Obama’s Successful Presidency

August 27, 2012

I’ve heard it said about a thousand times in Campaign 2012, from Mitt Romney and Paul Ryan all the way down to the talking heads that proffer their advice to the Republican ticket on the news channels. It’s a variation of this:

Barack Obama is a failed President. He did not live up to expectations. His plans for moving the economy did not work.

I’m not entirely sure what the motivation behind these baseless claims is. Sure, Obama promised lots of things that sounded great: cut the deficit in half by the end of his first time, a free unicorn at the end of every rainbow, that sort of stuff. But those were just campaign promises, and anyone who managed to wipe the star dust from their eyes long enough to see what Obama was really offering can not say, with a straight face, that Obama’s policies did not work as intended.

Unemployment over 8%, more people on food stamps and other forms of government assistance than ever before, the massive increase in both debt and deficit, a healthcare reform act that lays the groundwork for socialized medicine, a decimated military, the abandonment of Iraq and, soon, Afghanistan, the “kill now, ask questions never” policy towards America’s Islamist enemies, the leaking of national security secrets that may well get Americans killed, the mealy-mouthed apology tour that launched his presidency, the denial of American exceptionalism, the cooling of relationships with traditional allies from Israel to England, government payoffs to unions, the over-regulation of Wall Street, the crippling of traditional domestic energy programs in favor of unproven, politically correct corporate cronies, the embrace of an Arab Spring that is looking more like an encroaching Arab Winter every day…come on, nobody can be that incompetent.
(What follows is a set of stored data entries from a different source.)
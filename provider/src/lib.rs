//! Time zone offset providers for `calendrical`.
//!
//! A provider answers one question: what is the UTC offset of a named
//! time zone at a given instant. The [`provider::TimeZoneProvider`] trait
//! describes that contract, and with the `tzif` feature enabled
//! [`tzif::TzifProvider`] implements it over compiled TZif data.
#![no_std]
#![cfg_attr(not(test), forbid(clippy::unwrap_used))]

extern crate alloc;

#[cfg(feature = "std")]
extern crate std;

use core::fmt;

use alloc::borrow::Cow;

pub mod provider;
pub mod utils;

#[cfg(feature = "tzif")]
pub(crate) mod common;

#[cfg(feature = "tzif")]
pub mod tzif;

/// An error returned by a time zone provider.
#[derive(Debug, Clone, PartialEq, Eq)]
pub enum TimeZoneProviderError {
    /// The identifier is not known to the provider.
    Range(Cow<'static, str>),
    /// The provider's data does not uphold an expected invariant.
    Assert(&'static str),
    /// Any other failure, e.g. unreadable data.
    Misc(Cow<'static, str>),
}

impl fmt::Display for TimeZoneProviderError {
    fn fmt(&self, f: &mut fmt::Formatter<'_>) -> fmt::Result {
        match self {
            Self::Range(msg) => write!(f, "RangeError: {msg}"),
            Self::Assert(msg) => write!(f, "Provider assertion failed: {msg}"),
            Self::Misc(msg) => write!(f, "ProviderError: {msg}"),
        }
    }
}

impl core::error::Error for TimeZoneProviderError {}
No, Obama’s plan has not failed. To quote a friend of mine: “This is the plan.”

Consider the 28 years leading up to the swearing in of Barack Obama. There were a couple of recessions, and catastrophic events, but the majority of those 28 years were good times for the nation under both Republican and Democrat presidents and Congresses. The economy boomed under Ronald Reagan, experienced a brief and shallow lull during the term of George H.W. Bush, soared in Bill Clinton’s second term, and was generally positive through George W. Bush’s two terms, though his presidency was sandwiched between recessions, the first after the dot-com bubble burst and 9/11, the second after the housing market imploded. We won the Cold War, engaged in brief military actions in Iraq and Bosnia, and then entered a period of extended hostilities in Iraq and Afghanistan after 9/11. Stretched out over three decades, America was mostly living through good economic times, low unemployment, a steadily increasing stock market, and relative peace.

This was the America that Barack Obama promised to “fundamentally transform” just five days before the election.
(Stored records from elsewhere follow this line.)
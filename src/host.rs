//! Trait definitions for accessing values from the host environment.
//!
//! The engine never reads a global clock or zone. Callers that construct
//! date times relative to "now", or that resolve the `"system"` zone, pass a
//! host implementing these traits.

use crate::{provider::TimeZoneProvider, TemporalResult, TimeZone};

/// The `HostClock` trait defines an accessor to the host's clock.
pub trait HostClock {
    /// Returns the current instant in milliseconds since the Unix epoch.
    fn get_host_epoch_milliseconds(&self) -> TemporalResult<i64>;
}

/// The `HostTimeZone` trait defines the host's time zone.
pub trait HostTimeZone {
    fn get_host_time_zone(&self, provider: &impl TimeZoneProvider) -> TemporalResult<TimeZone>;
}

/// `HostHooks` marks whether a trait implements the required host hooks with some
/// system methods.
pub trait HostHooks: HostClock + HostTimeZone {
    fn get_system_epoch_milliseconds(&self) -> TemporalResult<i64> {
        self.get_host_epoch_milliseconds()
    }

    fn get_system_time_zone(&self, provider: &impl TimeZoneProvider) -> TemporalResult<TimeZone> {
        self.get_host_time_zone(provider)
    }
}

// The empty host is stuck at the epoch in UTC.

impl HostClock for () {
    fn get_host_epoch_milliseconds(&self) -> TemporalResult<i64> {
        Ok(0)
    }
}

impl HostTimeZone for () {
    fn get_host_time_zone(&self, _: &impl TimeZoneProvider) -> TemporalResult<TimeZone> {
        Ok(TimeZone::utc())
    }
}

impl HostHooks for () {}

/// A host with a clock fixed at one instant, and a UTC time zone.
#[derive(Debug, Default, Clone, Copy, PartialEq, Eq)]
pub struct FixedClock(pub i64);

impl HostClock for FixedClock {
    fn get_host_epoch_milliseconds(&self) -> TemporalResult<i64> {
        Ok(self.0)
    }
}

impl HostTimeZone for FixedClock {
    fn get_host_time_zone(&self, _: &impl TimeZoneProvider) -> TemporalResult<TimeZone> {
        Ok(TimeZone::utc())
    }
}

impl HostHooks for FixedClock {}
When it is all boiled down, 2008 Candidate Obama used an overwhelming amount of feel-good platitudes and just enough generic “promises” to convince a nation that was weary of war and reeling from the very recent crash in the housing market, a crash that nearly took down some of the largest banks in the world, that he was exactly what the country needed. But underneath the hopey-changey rhetoric, the Beatlemania-style adoration of his fans, and the promises of centrism and elevated political discourse lay his real agenda: to fundamentally transform the United States of America.

In this, he has been remarkably successful so far. Programs like Obamacare change the very nature of the relationship between government and citizen, while sweeping financial regulations of banks and environmental regulations of everything undeniably alter the way businesses can function. At one time a business was beholden to its customers, and good businesses would do everything they could to keep the customer satisfied. Businesses that did not keep the customer happy were short-lived. Under decades of Progressive leadership from both Democrats and me-too Republicans, businesses must now put their customers second. The first responsibility of business now is to conform to an ever-shifting set of rules and regulations written by people with little to no understanding of how the private sector functions. The first priority of any business now is to keep the government satisfied. If a business fails to conform, in even the slightest of ways, to the thousands of pages of regulations that Congress passes, the penalties can be so swift and punitive that doors are shuttered. New businesses find it harder and harder to get up and running.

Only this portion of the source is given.